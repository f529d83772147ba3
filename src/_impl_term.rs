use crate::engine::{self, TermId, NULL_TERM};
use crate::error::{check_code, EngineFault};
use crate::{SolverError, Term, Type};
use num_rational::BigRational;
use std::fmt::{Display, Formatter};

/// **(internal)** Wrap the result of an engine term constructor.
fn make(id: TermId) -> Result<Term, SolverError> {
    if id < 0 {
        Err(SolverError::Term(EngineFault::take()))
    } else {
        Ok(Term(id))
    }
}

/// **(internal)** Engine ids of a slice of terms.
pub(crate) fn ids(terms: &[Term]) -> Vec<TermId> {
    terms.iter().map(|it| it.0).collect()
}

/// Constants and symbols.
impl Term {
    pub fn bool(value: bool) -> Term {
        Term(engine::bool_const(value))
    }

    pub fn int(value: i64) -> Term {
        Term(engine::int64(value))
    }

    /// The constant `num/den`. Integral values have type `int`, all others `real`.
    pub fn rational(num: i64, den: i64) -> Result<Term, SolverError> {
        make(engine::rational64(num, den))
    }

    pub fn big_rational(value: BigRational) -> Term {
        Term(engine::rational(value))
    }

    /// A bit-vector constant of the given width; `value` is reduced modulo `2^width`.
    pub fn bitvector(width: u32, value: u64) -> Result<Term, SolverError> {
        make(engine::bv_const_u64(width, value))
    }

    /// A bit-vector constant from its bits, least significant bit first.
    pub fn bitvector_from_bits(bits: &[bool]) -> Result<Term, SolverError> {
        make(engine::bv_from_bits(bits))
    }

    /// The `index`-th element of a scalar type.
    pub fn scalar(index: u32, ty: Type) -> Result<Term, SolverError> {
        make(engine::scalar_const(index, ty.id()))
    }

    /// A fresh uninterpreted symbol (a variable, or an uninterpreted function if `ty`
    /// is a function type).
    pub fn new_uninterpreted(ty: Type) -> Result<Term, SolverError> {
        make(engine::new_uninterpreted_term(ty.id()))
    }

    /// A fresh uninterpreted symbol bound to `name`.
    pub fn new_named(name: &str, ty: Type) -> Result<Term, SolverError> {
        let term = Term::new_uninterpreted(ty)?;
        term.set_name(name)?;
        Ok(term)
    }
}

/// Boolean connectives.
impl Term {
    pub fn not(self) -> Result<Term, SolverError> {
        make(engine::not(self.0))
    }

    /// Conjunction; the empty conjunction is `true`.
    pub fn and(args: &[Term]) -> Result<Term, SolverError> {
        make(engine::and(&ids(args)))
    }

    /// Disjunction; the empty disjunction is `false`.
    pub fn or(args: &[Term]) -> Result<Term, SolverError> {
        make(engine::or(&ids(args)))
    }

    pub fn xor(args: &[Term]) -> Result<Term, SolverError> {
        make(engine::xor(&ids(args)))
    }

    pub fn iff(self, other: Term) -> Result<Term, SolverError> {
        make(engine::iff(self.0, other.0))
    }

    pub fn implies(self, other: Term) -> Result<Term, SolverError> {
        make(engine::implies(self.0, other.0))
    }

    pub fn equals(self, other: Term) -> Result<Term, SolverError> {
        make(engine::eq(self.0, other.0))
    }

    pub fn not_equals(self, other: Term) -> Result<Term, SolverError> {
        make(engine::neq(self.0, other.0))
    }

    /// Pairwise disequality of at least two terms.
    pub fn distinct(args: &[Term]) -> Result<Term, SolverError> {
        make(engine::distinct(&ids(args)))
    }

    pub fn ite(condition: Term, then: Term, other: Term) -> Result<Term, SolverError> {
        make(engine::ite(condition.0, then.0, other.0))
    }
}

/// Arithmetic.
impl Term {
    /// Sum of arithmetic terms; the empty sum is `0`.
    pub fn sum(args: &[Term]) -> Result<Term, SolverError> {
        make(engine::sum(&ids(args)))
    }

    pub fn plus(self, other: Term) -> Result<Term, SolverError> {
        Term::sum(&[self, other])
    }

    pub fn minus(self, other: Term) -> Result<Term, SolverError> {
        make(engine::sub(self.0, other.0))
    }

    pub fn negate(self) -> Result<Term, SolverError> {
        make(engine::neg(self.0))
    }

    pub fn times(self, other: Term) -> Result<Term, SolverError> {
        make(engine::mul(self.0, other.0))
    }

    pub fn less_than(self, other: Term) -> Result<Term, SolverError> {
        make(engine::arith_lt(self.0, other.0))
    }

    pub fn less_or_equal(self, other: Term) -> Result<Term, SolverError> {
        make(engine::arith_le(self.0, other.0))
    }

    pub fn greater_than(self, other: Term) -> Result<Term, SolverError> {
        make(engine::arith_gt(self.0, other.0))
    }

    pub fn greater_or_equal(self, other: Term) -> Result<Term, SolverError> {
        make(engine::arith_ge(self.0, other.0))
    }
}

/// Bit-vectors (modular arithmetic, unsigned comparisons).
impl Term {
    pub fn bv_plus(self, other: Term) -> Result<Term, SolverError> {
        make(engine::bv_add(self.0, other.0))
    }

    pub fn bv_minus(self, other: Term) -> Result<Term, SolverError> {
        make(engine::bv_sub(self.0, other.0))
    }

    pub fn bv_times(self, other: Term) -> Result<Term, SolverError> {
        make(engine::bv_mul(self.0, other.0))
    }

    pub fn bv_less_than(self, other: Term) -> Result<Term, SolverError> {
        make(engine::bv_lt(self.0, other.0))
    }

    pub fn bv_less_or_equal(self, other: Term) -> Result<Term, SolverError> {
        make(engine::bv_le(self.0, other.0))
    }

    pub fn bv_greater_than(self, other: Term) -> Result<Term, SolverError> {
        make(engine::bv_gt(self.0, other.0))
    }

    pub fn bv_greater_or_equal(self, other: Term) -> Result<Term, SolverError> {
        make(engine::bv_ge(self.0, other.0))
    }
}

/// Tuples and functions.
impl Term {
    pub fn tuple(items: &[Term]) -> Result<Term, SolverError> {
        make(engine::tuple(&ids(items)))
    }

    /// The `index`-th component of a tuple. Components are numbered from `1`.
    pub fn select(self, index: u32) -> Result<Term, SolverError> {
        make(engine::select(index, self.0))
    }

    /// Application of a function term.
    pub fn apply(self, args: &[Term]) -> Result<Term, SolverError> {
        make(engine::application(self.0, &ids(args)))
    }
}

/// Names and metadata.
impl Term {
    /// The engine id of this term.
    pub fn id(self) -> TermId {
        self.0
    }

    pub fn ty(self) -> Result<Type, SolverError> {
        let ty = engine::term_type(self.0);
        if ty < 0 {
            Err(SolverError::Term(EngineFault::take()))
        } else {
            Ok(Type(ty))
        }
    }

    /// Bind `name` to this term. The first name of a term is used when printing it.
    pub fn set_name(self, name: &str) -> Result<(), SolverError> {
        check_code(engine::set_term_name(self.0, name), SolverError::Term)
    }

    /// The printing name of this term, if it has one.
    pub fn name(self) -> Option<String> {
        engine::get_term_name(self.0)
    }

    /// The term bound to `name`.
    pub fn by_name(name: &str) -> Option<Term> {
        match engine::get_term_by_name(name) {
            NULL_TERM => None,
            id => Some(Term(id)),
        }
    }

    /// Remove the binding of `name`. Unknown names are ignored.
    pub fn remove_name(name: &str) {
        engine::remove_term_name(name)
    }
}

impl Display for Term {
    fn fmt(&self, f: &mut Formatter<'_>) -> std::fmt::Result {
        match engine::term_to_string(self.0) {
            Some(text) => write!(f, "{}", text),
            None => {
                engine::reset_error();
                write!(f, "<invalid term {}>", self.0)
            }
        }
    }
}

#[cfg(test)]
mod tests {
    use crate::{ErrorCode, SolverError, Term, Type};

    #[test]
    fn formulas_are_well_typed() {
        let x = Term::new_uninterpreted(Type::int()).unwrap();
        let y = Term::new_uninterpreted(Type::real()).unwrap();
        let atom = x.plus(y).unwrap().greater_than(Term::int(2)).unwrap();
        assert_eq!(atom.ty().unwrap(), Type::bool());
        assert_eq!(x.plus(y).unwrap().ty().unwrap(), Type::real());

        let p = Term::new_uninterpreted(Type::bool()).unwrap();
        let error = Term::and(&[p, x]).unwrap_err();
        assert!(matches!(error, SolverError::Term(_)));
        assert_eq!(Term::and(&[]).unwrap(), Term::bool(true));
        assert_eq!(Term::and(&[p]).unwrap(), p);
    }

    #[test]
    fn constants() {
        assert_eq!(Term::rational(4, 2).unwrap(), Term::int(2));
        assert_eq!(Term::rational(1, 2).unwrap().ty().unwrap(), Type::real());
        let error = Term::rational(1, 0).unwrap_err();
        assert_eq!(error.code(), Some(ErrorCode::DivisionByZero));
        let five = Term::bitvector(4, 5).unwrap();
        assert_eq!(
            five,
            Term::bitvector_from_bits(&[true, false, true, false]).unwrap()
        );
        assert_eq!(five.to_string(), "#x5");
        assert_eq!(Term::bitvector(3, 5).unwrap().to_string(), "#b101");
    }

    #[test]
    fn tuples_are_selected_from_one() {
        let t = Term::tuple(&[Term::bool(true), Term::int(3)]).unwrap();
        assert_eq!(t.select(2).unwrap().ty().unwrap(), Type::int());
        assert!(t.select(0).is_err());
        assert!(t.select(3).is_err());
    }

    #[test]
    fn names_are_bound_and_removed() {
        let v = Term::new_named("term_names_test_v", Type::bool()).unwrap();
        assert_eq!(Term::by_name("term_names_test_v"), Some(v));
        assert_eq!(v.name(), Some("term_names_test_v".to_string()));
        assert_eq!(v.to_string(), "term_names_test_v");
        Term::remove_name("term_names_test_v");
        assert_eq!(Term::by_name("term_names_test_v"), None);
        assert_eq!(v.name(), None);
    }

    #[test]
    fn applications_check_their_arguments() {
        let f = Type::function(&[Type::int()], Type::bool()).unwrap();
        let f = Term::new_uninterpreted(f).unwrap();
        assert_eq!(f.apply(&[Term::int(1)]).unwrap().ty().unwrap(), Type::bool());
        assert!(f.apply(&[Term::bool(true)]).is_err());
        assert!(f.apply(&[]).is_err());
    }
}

==

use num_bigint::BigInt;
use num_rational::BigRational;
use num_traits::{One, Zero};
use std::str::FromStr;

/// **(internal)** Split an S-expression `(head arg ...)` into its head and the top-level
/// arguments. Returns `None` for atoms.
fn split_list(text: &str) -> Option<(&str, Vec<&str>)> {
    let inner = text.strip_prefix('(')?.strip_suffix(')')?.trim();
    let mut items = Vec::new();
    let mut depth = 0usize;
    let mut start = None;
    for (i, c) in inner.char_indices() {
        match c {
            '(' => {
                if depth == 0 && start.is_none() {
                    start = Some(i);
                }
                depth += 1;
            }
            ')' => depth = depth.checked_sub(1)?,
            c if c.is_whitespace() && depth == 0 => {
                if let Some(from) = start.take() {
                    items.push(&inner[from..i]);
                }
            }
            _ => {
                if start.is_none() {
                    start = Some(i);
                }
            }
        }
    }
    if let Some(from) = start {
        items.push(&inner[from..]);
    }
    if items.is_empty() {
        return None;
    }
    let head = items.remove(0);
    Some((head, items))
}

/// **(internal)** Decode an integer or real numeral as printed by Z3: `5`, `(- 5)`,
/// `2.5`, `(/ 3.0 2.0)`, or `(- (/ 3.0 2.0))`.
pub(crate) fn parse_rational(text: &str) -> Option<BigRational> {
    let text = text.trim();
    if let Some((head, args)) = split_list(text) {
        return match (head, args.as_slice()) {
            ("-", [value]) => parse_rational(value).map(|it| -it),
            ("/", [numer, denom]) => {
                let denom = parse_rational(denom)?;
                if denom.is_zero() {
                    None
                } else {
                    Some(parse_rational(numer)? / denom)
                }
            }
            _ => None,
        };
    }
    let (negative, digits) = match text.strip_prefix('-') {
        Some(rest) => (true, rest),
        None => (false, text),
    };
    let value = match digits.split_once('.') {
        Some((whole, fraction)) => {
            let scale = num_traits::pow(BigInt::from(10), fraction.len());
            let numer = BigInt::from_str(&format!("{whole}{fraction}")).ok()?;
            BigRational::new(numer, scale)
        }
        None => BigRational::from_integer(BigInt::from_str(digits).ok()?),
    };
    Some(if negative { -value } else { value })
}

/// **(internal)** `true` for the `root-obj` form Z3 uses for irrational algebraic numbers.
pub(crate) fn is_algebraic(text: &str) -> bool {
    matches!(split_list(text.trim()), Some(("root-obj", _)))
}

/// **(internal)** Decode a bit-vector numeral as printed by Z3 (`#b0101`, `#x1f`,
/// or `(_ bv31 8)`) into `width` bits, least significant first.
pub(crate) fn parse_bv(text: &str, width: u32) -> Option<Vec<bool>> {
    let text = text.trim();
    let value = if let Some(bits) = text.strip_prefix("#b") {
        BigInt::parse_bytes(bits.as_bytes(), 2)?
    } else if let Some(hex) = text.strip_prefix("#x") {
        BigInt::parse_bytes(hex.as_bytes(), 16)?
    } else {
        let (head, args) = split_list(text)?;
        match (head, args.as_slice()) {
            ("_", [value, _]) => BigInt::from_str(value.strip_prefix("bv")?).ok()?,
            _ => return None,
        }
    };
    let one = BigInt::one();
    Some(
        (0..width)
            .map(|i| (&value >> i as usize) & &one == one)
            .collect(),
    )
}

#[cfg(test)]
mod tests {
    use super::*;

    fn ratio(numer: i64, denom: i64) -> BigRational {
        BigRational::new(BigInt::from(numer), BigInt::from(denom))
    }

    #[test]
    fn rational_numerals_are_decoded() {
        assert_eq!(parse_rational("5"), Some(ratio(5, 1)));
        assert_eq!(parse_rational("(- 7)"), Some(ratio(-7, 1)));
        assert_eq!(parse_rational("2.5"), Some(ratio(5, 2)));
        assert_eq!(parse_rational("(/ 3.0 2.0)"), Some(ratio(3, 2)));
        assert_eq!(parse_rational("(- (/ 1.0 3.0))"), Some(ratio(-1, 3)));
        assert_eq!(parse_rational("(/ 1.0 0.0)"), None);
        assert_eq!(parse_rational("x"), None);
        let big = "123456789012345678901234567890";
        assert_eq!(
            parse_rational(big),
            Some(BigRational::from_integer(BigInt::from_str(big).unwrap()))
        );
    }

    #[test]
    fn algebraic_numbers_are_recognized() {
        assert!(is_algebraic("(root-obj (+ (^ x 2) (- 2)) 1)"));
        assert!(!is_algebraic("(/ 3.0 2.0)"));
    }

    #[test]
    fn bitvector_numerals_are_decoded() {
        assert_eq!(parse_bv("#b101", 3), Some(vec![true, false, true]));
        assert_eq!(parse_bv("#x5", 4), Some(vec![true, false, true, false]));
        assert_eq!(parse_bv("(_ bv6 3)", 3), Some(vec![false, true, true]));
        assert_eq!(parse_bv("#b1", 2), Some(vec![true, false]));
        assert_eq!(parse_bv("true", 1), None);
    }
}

▶ _Work instruction_
The response must hold only the lines above from the line with "repository f529d83772147ba3" through the line with "pub fn rational(num: i64, den: i64)", each copied exactly, both ends kept.

▶ _Solution to the exercise_
repository f529d83772147ba3
filename src/_impl_term.rs
use crate::engine::{self, TermId, NULL_TERM};
use crate::error::{check_code, EngineFault};
use crate::{SolverError, Term, Type};
use num_rational::BigRational;
use std::fmt::{Display, Formatter};

/// **(internal)** Wrap the result of an engine term constructor.
fn make(id: TermId) -> Result<Term, SolverError> {
    if id < 0 {
        Err(SolverError::Term(EngineFault::take()))
    } else {
        Ok(Term(id))
    }
}

/// **(internal)** Engine ids of a slice of terms.
pub(crate) fn ids(terms: &[Term]) -> Vec<TermId> {
    terms.iter().map(|it| it.0).collect()
}

/// Constants and symbols.
impl Term {
    pub fn bool(value: bool) -> Term {
        Term(engine::bool_const(value))
    }

    pub fn int(value: i64) -> Term {
        Term(engine::int64(value))
    }

    /// The constant `num/den`. Integral values have type `int`, all others `real`.
    pub fn rational(num: i64, den: i64) -> Result<Term, SolverError> {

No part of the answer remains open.